Pacer: Pinterest’s New Generation of Asynchronous Computing Platform

Published in

Pinterest Engineering Blog

8 min readMay 23, 2023

Qi Li | Software Engineer, Core-Services; Zhihuang Chen | Software Engineer, Core-Services; Ping Jin | Engineer manager, Core Services

Client to Enqueue to Pinlater Thrift Service to Backend DataStore to Dequeue Broker Service. Helix to zookeeper to Dequeue Broker Service. Workpool to Dequeue to Dequeue Broker Service.

At Pinterest, a wide range of functionalities and features for various business needs and products are supported by an asynchronous job execution platform called Pinlater, which was open-sourced a few years ago. Use cases on the platform span from saving Pins by Pinners, to notifying Pinners about various updates, to processing images/videos etc. Pinlater handles billions of job executions on a daily basis. The platform supports many desirable features, like at-least-once semantics, job scheduling for future execution, and dequeuing/processing speed control on individual job queues.

With the growth of Pinterest over the past few years and increased traffic to Pinlater, we discovered numerous limitations of Pinlater, including scalability bottleneck, hardware efficiency, lack of isolation, and usability. We have also encountered new challenges with the platform, including ones that have impacted the through-put and reliability of our data storage.

By analyzing these issues, we realized some issues such as lock contention and queue-level isolation could not be addressed in the existing platform. Thus, we decided to revamp the architecture of the platform in its entirety, addressing identified limitations and optimizing existing functionalities. In this post, we will walk through this new architecture and the new opportunities it has yielded (like a FIFO queue).

Recap of Pinlater

Pinlater has three major components:

A stateless Thrift service to manage job submission and scheduling, with three core APIs: enqueue, dequeue, and ACK
A backend datastore to save the job, including payloads and meta data
Job workers in worker pools to pull jobs continuously, execute them, and send a positive or negative ACK for each job depending on whether the execution succeeded or failed

Client to Enqueue to Pinlater Thrift Service, Worker Pool to Dequeue/Ack to Pinlater Thrift Service, and Pinlater Thrift Service to Backend DataStore — Pinlater High Level Architecture

As Pinlater handles more use cases and traffic, the platform does not work as well.
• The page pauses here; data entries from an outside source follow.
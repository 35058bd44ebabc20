use anyhow::Result;
use clap::{Parser, Subcommand};
use tracing_subscriber::{layer::SubscriberExt, util::SubscriberInitExt};

use marquee::commands;
use marquee::config::Config;

#[derive(Parser)]
#[command(
    name = "marquee",
    version,
    about = "Movie showtime aggregation coordinator with lease-based concurrency control",
    long_about = None
)]
struct Cli {
    #[command(subcommand)]
    command: Commands,

    /// Enable verbose logging
    #[arg(short, long, global = true)]
    verbose: bool,

    /// Log format (text, json)
    #[arg(long, global = true, default_value = "text")]
    log_format: String,

    /// Path to a TOML config file (environment variables otherwise)
    #[arg(long, global = true)]
    config: Option<String>,
}

#[derive(Subcommand)]
enum Commands {
    /// Refresh one location with interactive priority
    Demand {
        /// Location as "City, Country" or "City, Region, Country"
        location: String,

        /// External acquirer command (or MARQUEE_ACQUIRER_CMD)
        #[arg(long)]
        acquirer: Option<String>,
    },

    /// Run one shard worker cycle over its subset of the catalog
    Worker {
        /// Shard id in [0, shards)
        #[arg(long)]
        shard_id: u32,

        /// Total number of shards (defaults to configuration)
        #[arg(long)]
        shards: Option<u32>,

        /// External acquirer command (or MARQUEE_ACQUIRER_CMD)
        #[arg(long)]
        acquirer: Option<String>,
    },

    /// Refresh the full catalog once (scheduled path)
    Refresh {
        /// External acquirer command (or MARQUEE_ACQUIRER_CMD)
        #[arg(long)]
        acquirer: Option<String>,
    },

    /// Show lease, refresh and coverage state for a location
    Status {
        /// Location as "City, Country" or "City, Region, Country"
        location: String,
    },
}

#[tokio::main]
async fn main() -> Result<()> {
    let cli = Cli::parse();

    setup_tracing(&cli.log_format, cli.verbose)?;

    let config = match &cli.config {
        Some(path) => Config::from_file(std::path::Path::new(path))?,
        None => Config::from_env()?,
    };
    config.validate()?;

    match cli.command {
        Commands::Demand { location, acquirer } => {
            tracing::info!(location = %location, "Starting demand command");
            commands::demand(location, acquirer, config).await?;
        }

        Commands::Worker {
            shard_id,
            shards,
            acquirer,
        } => {
            tracing::info!(
                shard_id = %shard_id,
                shards = ?shards,
                "Starting worker command"
            );
            commands::worker(shard_id, shards, acquirer, config).await?;
        }

        Commands::Refresh { acquirer } => {
            tracing::info!("Starting refresh command");
            commands::refresh(acquirer, config).await?;
        }

        Commands::Status { location } => {
            tracing::info!(location = %location, "Starting status command");
            commands::status(location, config).await?;
        }
    }

    Ok(())
}

fn setup_tracing(format: &str, verbose: bool) -> Result<()> {
    let env_filter = if verbose {
        tracing_subscriber::EnvFilter::new("marquee=debug,info")
    } else {
        tracing_subscriber::EnvFilter::new("marquee=info,warn")
    };

    match format {
        "json" => {
            tracing_subscriber::registry()
                .with(env_filter)
                .with(tracing_subscriber::fmt::layer().json())
                .init();
        }
        _ => {
            tracing_subscriber::registry()
                .with(env_filter)
                .with(tracing_subscriber::fmt::layer().pretty())
                .init();
        }
    }

    Ok(())
}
The exposed issues include, but are not limited, to:

As all queues have one table in each datastore shard and each dequeue request scans all shards to find available jobs, lock contention happens in the datastore when multiple thrift server threads try to grab data from the same table. It becomes more severe as the traffic increases and thrift services scale up. This degrades the performance of Pinlater, impacts throughput of the platform, and limits the scalability.
Executions of jobs impact each other as jobs from multiple job queues with different characteristics are running on the same worker host. One bad job queue could bring the whole worker cluster down so that other job queues are impacted as well. Additionally, mixing these jobs together makes performance tuning nearly impossible, as job queues may require different instance types.
Various functionalities are sharing the same thrift services and impact each other, but they have very different reliability requirements. For example, enqueue failure could influence site-wide SR as enqueuing jobs is one step of some critical flows while dequeue failure just results in job execution delay, which we can afford for a short period of time.
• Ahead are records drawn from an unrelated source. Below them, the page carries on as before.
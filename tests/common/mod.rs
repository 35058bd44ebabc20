//! Common test utilities
//!
//! Shared fixtures and acquirer doubles; not every test binary uses
//! every helper.
#![allow(dead_code)]

use async_trait::async_trait;
use chrono::{DateTime, Duration, FixedOffset, TimeZone, Utc};
use std::sync::Arc;

use marquee::acquire::{AcquireError, Acquirer, Acquisition};
use marquee::config::CoordinationConfig;
use marquee::lease::{LeaseManager, MemoryLeaseStore};
use marquee::models::{FetchRange, Movie, ResourceKey, Showtime, Theater, PRIMARY_LANGUAGE};
use marquee::orchestrator::Coordinator;
use marquee::storage::MemoryListingStore;

pub fn key(name: &str) -> ResourceKey {
    ResourceKey::parse(name).unwrap()
}

/// A screening at +02:00, `hours_from_now` ahead of the given instant.
pub fn showtime_in(now: DateTime<Utc>, hours_from_now: i64) -> Showtime {
    Showtime {
        start_time: (now + Duration::hours(hours_from_now))
            .with_timezone(&FixedOffset::east_opt(2 * 3600).unwrap()),
        format: Some("2D".to_string()),
        language: "en".to_string(),
        hall: None,
    }
}

/// A late-evening screening on each of the next `days` UTC dates, so the
/// whole target window counts as covered.
pub fn daily_showtimes(days: i64) -> Vec<Showtime> {
    let base = Utc::now().date_naive();
    (0..days)
        .map(|day| {
            let date = base + Duration::days(day);
            Showtime {
                start_time: Utc
                    .from_utc_datetime(&date.and_hms_opt(23, 59, 0).unwrap())
                    .with_timezone(&FixedOffset::east_opt(2 * 3600).unwrap()),
                format: None,
                language: "en".to_string(),
                hall: None,
            }
        })
        .collect()
}

pub fn movie(title: &str, theaters: Vec<Theater>) -> Movie {
    let mut m = Movie::default();
    m.title.insert(PRIMARY_LANGUAGE.to_string(), title.to_string());
    m.theaters = theaters;
    m
}

pub fn theater(name: &str, showtimes: Vec<Showtime>) -> Theater {
    Theater {
        name: name.to_string(),
        address: Some(format!("{name} street 1")),
        website: Some(format!("https://{}.example", name.to_lowercase())),
        showtimes,
    }
}

/// Acquirer returning a fixed result for every fetch.
pub struct StaticAcquirer {
    pub movies: Vec<Movie>,
}

#[async_trait]
impl Acquirer for StaticAcquirer {
    async fn fetch(
        &self,
        _key: &ResourceKey,
        _window: FetchRange,
    ) -> Result<Acquisition, AcquireError> {
        Ok(Acquisition {
            movies: self.movies.clone(),
        })
    }
}

/// Acquirer failing every fetch with an opaque message.
pub struct FailingAcquirer {
    pub message: String,
}

#[async_trait]
impl Acquirer for FailingAcquirer {
    async fn fetch(
        &self,
        _key: &ResourceKey,
        _window: FetchRange,
    ) -> Result<Acquisition, AcquireError> {
        Err(AcquireError::new(self.message.clone()))
    }
}

/// A complete coordination stack over in-memory stores.
pub struct TestStack {
    pub coordinator: Arc<Coordinator>,
    pub leases: Arc<LeaseManager>,
    pub listings: Arc<MemoryListingStore>,
}

pub fn stack(acquirer: Arc<dyn Acquirer>) -> TestStack {
    stack_with_policy(acquirer, CoordinationConfig::default())
}

pub fn stack_with_policy(acquirer: Arc<dyn Acquirer>, policy: CoordinationConfig) -> TestStack {
    let leases = Arc::new(LeaseManager::new(
        Arc::new(MemoryLeaseStore::new()),
        policy.lease_ttl(),
    ));
    let listings = Arc::new(MemoryListingStore::new());
    let coordinator = Arc::new(Coordinator::new(
        leases.clone(),
        listings.clone(),
        acquirer,
        policy,
    ));

    TestStack {
        coordinator,
        leases,
        listings,
    }
}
Pacer — The New Architecture

To achieve better performance and resolve the issues mentioned above, we revamped the architecture in Pacer by introducing new components and new mechanisms for storing, accessing, and isolating job data and queues.

Pacer is composed of the following major components:

A stateless Thrift service to manage job submission and scheduling
A backend datastore to save the jobs and its meta data
A stateful dequeue broker service to pull jobs from datastore
Helix with Zookeeper to dynamically assign partitions of job queues to dequeue broker service
Dedicated worker pools for each queue on K8s to execute the jobs

As you can see, new components, like a dedicated dequeue broker service, Helix, and K8s are introduced. The motivation of these components under the new architecture is to solve issues in Pinlater.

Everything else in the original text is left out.